Segment Open

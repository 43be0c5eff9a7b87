//! Endpoint zero: the control transfer state machine and standard requests
//!
//! ```text
//!            SETUP, wLength == 0
//!   Idle ─────────────────────────────────────────▶ AwaitingStatus (IN ZLP)
//!     │       SETUP, wLength > 0                           ▲         │
//!     └──────────────────────▶ AwaitingData ──data done───┘         │
//!                               (IN or OUT)   (ZLP, opposite dir)     │
//!   Idle ◀─────────────────────────────────────────status done───────┘
//! ```
//!
//! The completion of each stage starts the next one. Any error stalls
//! endpoint zero and returns to idle.

use super::function::{ControlReply, OutHandler, ReplyData, StatusHook};
use super::{strings, DeviceInner, DeviceState, FunctionOps};
use crate::descriptor::{descriptor_type, DeviceQualifierDescriptor};
use crate::error::{Error, Result};
use crate::setup::SetupPacket;
use crate::transfer::{Transfer, TransferFlags, TransferStatus};
use crate::Speed;
use alloc::{sync::Arc, vec, vec::Vec};
use usb_device::control::{Recipient, Request, RequestType};
use usb_device::{endpoint::EndpointAddress, UsbDirection};

pub(crate) enum Stage {
    Idle,
    AwaitingData {
        direction: UsbDirection,
        handler: Option<OutHandler>,
        hook: Option<StatusHook>,
    },
    AwaitingStatus {
        direction: UsbDirection,
        hook: Option<StatusHook>,
    },
}

fn opposite(direction: UsbDirection) -> UsbDirection {
    match direction {
        UsbDirection::In => UsbDirection::Out,
        UsbDirection::Out => UsbDirection::In,
    }
}

impl DeviceInner {
    fn ep0(&self, direction: UsbDirection) -> &Arc<Transfer> {
        match direction {
            UsbDirection::In => &self.ep0_in,
            UsbDirection::Out => &self.ep0_out,
        }
    }

    fn ep0_stall(&self) {
        *self.control.lock() = Stage::Idle;
        if let Err(err) = self.with_driver(|driver| driver.ep0_stall()) {
            error!("EP0 STALL {:?}", err);
        }
    }

    /// Drop whatever control transfer is in flight
    pub(super) fn control_abort(&self) {
        let previous = core::mem::replace(&mut *self.control.lock(), Stage::Idle);
        if !matches!(previous, Stage::Idle) {
            debug!("EP0 ABORT");
        }
        for transfer in [&self.ep0_in, &self.ep0_out] {
            if let Err(err) = self.cancel(transfer) {
                warn!("EP0 CANCEL {:?}", err);
            }
        }
    }

    /// Start a zero length status stage
    fn status_stage(&self, direction: UsbDirection, hook: Option<StatusHook>) -> Result<()> {
        let transfer = self.ep0(direction);
        transfer.set_flags(TransferFlags::empty())?;
        transfer.set_length(0)?;
        *self.control.lock() = Stage::AwaitingStatus { direction, hook };
        self.start(transfer)
    }

    pub(super) fn setup_received(&self, raw: &[u8]) -> Result<()> {
        let setup = SetupPacket::from_bytes(raw)?;
        trace!(
            "SETUP {:x} {:x} {:x} {:x} {}",
            setup.request_type,
            setup.request,
            setup.value,
            setup.index,
            setup.length
        );
        self.control_abort();
        let result = self
            .dispatch(&setup)
            .and_then(|reply| self.control_start(&setup, reply));
        if let Err(err) = result {
            warn!(
                "EP0 STALL request {:x} type {:x}: {:?}",
                setup.request, setup.request_type, err
            );
            self.ep0_stall();
        }
        result
    }

    /// Run the data stage, or go straight to the status stage
    fn control_start(&self, setup: &SetupPacket, reply: ControlReply) -> Result<()> {
        let ControlReply { data, on_status } = reply;
        if !setup.has_data() {
            return self.status_stage(UsbDirection::In, on_status);
        }
        let length = usize::from(setup.length);
        match (setup.direction(), data) {
            (UsbDirection::In, ReplyData::In(bytes)) => {
                let len = bytes.len().min(length);
                self.ep0_in.fill(&bytes[..len])?;
                let flags = if len < length {
                    TransferFlags::ZERO_PACKET
                } else {
                    TransferFlags::empty()
                };
                self.ep0_in.set_flags(flags)?;
                *self.control.lock() = Stage::AwaitingData {
                    direction: UsbDirection::In,
                    handler: None,
                    hook: on_status,
                };
                self.start(&self.ep0_in)
            }
            (UsbDirection::Out, ReplyData::Out(handler)) => {
                self.ep0_out.set_length(length)?;
                *self.control.lock() = Stage::AwaitingData {
                    direction: UsbDirection::Out,
                    handler: Some(handler),
                    hook: on_status,
                };
                self.start(&self.ep0_out)
            }
            _ => Err(Error::Fault),
        }
    }

    /// Completion of any endpoint zero transfer
    pub(super) fn ep0_complete(&self, transfer: &Transfer) {
        let direction = transfer.direction();
        let stage = core::mem::replace(&mut *self.control.lock(), Stage::Idle);
        let status = transfer.status();
        match stage {
            Stage::AwaitingData {
                direction: expected,
                handler,
                hook,
            } if expected == direction => {
                if status != TransferStatus::Complete {
                    warn!("EP0 data stage {:?}", status);
                    return self.ep0_stall();
                }
                if let Some(handler) = handler {
                    let actual = transfer.actual_length();
                    if let Err(err) = transfer.with_buffer(|buf| handler(&buf[..actual])) {
                        warn!("EP0 OUT handler {:?}", err);
                        return self.ep0_stall();
                    }
                }
                if let Err(err) = self.status_stage(opposite(direction), hook) {
                    warn!("EP0 status stage {:?}", err);
                    self.ep0_stall();
                }
            }
            Stage::AwaitingStatus {
                direction: expected,
                hook,
            } if expected == direction => {
                if status == TransferStatus::Complete {
                    trace!("EP0 status done");
                    if let Some(hook) = hook {
                        hook();
                    }
                }
            }
            // Cancelled by a new SETUP, or a stale completion.
            other => *self.control.lock() = other,
        }
    }

    fn dispatch(&self, setup: &SetupPacket) -> Result<ControlReply> {
        match setup.request_kind() {
            RequestType::Standard => match setup.recipient() {
                Recipient::Device => self.standard_device(setup),
                Recipient::Interface => self.standard_interface(setup),
                Recipient::Endpoint => self.standard_endpoint(setup),
                _ => Err(Error::NotSup),
            },
            RequestType::Class | RequestType::Vendor => self.function_request(setup),
            RequestType::Reserved => Err(Error::Illegal),
        }
    }

    fn standard_device(&self, setup: &SetupPacket) -> Result<ControlReply> {
        match setup.request {
            Request::GET_STATUS => Ok(ControlReply::data_in(vec![0, 0])),
            Request::CLEAR_FEATURE | Request::SET_FEATURE => {
                if setup.value != Request::FEATURE_DEVICE_REMOTE_WAKEUP {
                    return Err(Error::NotSup);
                }
                self.bus.lock().remote_wakeup = setup.request == Request::SET_FEATURE;
                Ok(ControlReply::ack())
            }
            Request::SET_ADDRESS => self.set_address(setup.value),
            Request::GET_DESCRIPTOR => self.get_descriptor(setup).map(ControlReply::data_in),
            Request::GET_CONFIGURATION => {
                Ok(ControlReply::data_in(vec![self.configuration_value()]))
            }
            Request::SET_CONFIGURATION => {
                let value = u8::try_from(setup.value).map_err(|_| Error::Inval)?;
                self.set_configuration(value)?;
                Ok(ControlReply::ack())
            }
            _ => Err(Error::NotSup),
        }
    }

    fn set_address(&self, value: u16) -> Result<ControlReply> {
        let address = u8::try_from(value)
            .ok()
            .filter(|address| *address <= 127)
            .ok_or(Error::Inval)?;
        {
            let mut bus = self.bus.lock();
            if bus.state == DeviceState::Configured {
                return Err(Error::Perm);
            }
            bus.address = address;
            bus.state = if address == 0 {
                DeviceState::Default
            } else {
                DeviceState::Address
            };
        }
        debug!("ADDRESS {}", address);
        if self.driver.set_address_before_status() {
            self.with_driver(|driver| driver.addr_set(address))?;
            Ok(ControlReply::ack())
        } else {
            let driver = Arc::clone(&self.driver);
            Ok(ControlReply::ack().on_status(move || {
                if let Err(err) = driver.addr_set(address) {
                    error!("ADDRESS {} {:?}", address, err);
                }
            }))
        }
    }

    fn get_descriptor(&self, setup: &SetupPacket) -> Result<Vec<u8>> {
        let (kind, index) = setup.descriptor_type_index();
        let speed = self.bus.lock().speed;
        let high_speed_capable = self.options.speed == Speed::High;
        let topology = self.topology.read();

        let mut device = self.descriptor;
        device.num_configurations = topology.configs.len() as u8;
        device.max_packet_size0 = if speed == Speed::High {
            64
        } else {
            device.max_packet_size0
        };
        device.manufacturer = topology.strings.index_of(strings::MANUFACTURER);
        device.product = topology.strings.index_of(strings::PRODUCT);
        device.serial_number = topology.strings.index_of(strings::SERIAL_NUMBER);

        match kind {
            descriptor_type::DEVICE => Ok(device.to_bytes().to_vec()),
            descriptor_type::CONFIGURATION | descriptor_type::OTHER_SPEED_CONFIGURATION => {
                let speed = if kind == descriptor_type::CONFIGURATION {
                    speed
                } else if !high_speed_capable {
                    return Err(Error::NotSup);
                } else if speed == Speed::High {
                    Speed::Full
                } else {
                    Speed::High
                };
                let config = topology
                    .configs
                    .get(usize::from(index))
                    .ok_or(Error::Inval)?;
                let mut buf = vec![0; config.total_len()];
                let len = config.serialize(&mut buf, kind, speed)?;
                buf.truncate(len);
                Ok(buf)
            }
            descriptor_type::STRING if index == 0 => Ok(topology.strings.lang_ids()),
            descriptor_type::STRING => topology
                .strings
                .get(index)
                .map(<[u8]>::to_vec)
                .ok_or(Error::NotSup),
            descriptor_type::DEVICE_QUALIFIER if high_speed_capable => {
                Ok(DeviceQualifierDescriptor::for_device(&device).to_bytes().to_vec())
            }
            descriptor_type::BOS => topology.bos.clone().ok_or(Error::NotSup),
            _ => Err(Error::NotSup),
        }
    }

    fn standard_interface(&self, setup: &SetupPacket) -> Result<ControlReply> {
        let interface = setup.index as u8;
        let (ops, alt) = self.interface_ops(interface).ok_or(Error::Inval)?;
        match setup.request {
            Request::GET_STATUS => Ok(ControlReply::data_in(vec![0, 0])),
            Request::GET_INTERFACE => {
                let alt = ops.alt_get(interface).unwrap_or(alt);
                Ok(ControlReply::data_in(vec![alt]))
            }
            Request::SET_INTERFACE => {
                let alt = u8::try_from(setup.value).map_err(|_| Error::Inval)?;
                self.set_interface(interface, alt)?;
                Ok(ControlReply::ack())
            }
            _ => ops.setup(setup),
        }
    }

    fn standard_endpoint(&self, setup: &SetupPacket) -> Result<ControlReply> {
        let address = EndpointAddress::from(setup.index as u8);
        let halt = setup.value == Request::FEATURE_ENDPOINT_HALT;
        if address.index() == 0 {
            return match setup.request {
                Request::GET_STATUS => Ok(ControlReply::data_in(vec![0, 0])),
                Request::CLEAR_FEATURE | Request::SET_FEATURE if halt => Ok(ControlReply::ack()),
                _ => Err(Error::NotSup),
            };
        }
        {
            let topology = self.topology.read();
            let ep = topology.registry.get(address).ok_or(Error::NoDev)?;
            if !ep.is_enabled() {
                return Err(Error::Inval);
            }
        }
        match setup.request {
            Request::GET_STATUS => {
                let halted = self.is_halted(address)?;
                Ok(ControlReply::data_in(vec![u8::from(halted), 0]))
            }
            Request::CLEAR_FEATURE if halt => {
                self.set_halt(address, false)?;
                debug!("EP{} {:?} HALT CLEAR", address.index(), address.direction());
                Ok(ControlReply::ack())
            }
            Request::SET_FEATURE if halt => {
                self.set_halt(address, true)?;
                debug!("EP{} {:?} HALT", address.index(), address.direction());
                Ok(ControlReply::ack())
            }
            _ => Err(Error::NotSup),
        }
    }

    /// Route a class or vendor request to the function it addresses
    fn function_request(&self, setup: &SetupPacket) -> Result<ControlReply> {
        let vendor = || -> Result<ControlReply> {
            let handler: Option<Arc<dyn FunctionOps>> = self.topology.read().vendor.clone();
            match (setup.request_kind(), handler) {
                (RequestType::Vendor, Some(handler)) => handler.setup(setup),
                _ => Err(Error::NotSup),
            }
        };
        let ops = match setup.recipient() {
            Recipient::Interface => self.interface_ops(setup.index as u8).map(|(ops, _)| ops),
            Recipient::Endpoint => self
                .endpoint_owner(EndpointAddress::from(setup.index as u8))
                .and_then(|interface| self.interface_ops(interface))
                .map(|(ops, _)| ops),
            _ => None,
        };
        match ops {
            Some(ops) => match ops.setup(setup) {
                Err(Error::NotSup) => vendor(),
                result => result,
            },
            None => vendor(),
        }
    }
}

Segment Closed

How to complete this task → Take each line above that holds the string "DeviceQualifierDescriptor" and copy it.

Output of the task →
use crate::descriptor::{descriptor_type, DeviceQualifierDescriptor};
                Ok(DeviceQualifierDescriptor::for_device(&device).to_bytes().to_vec())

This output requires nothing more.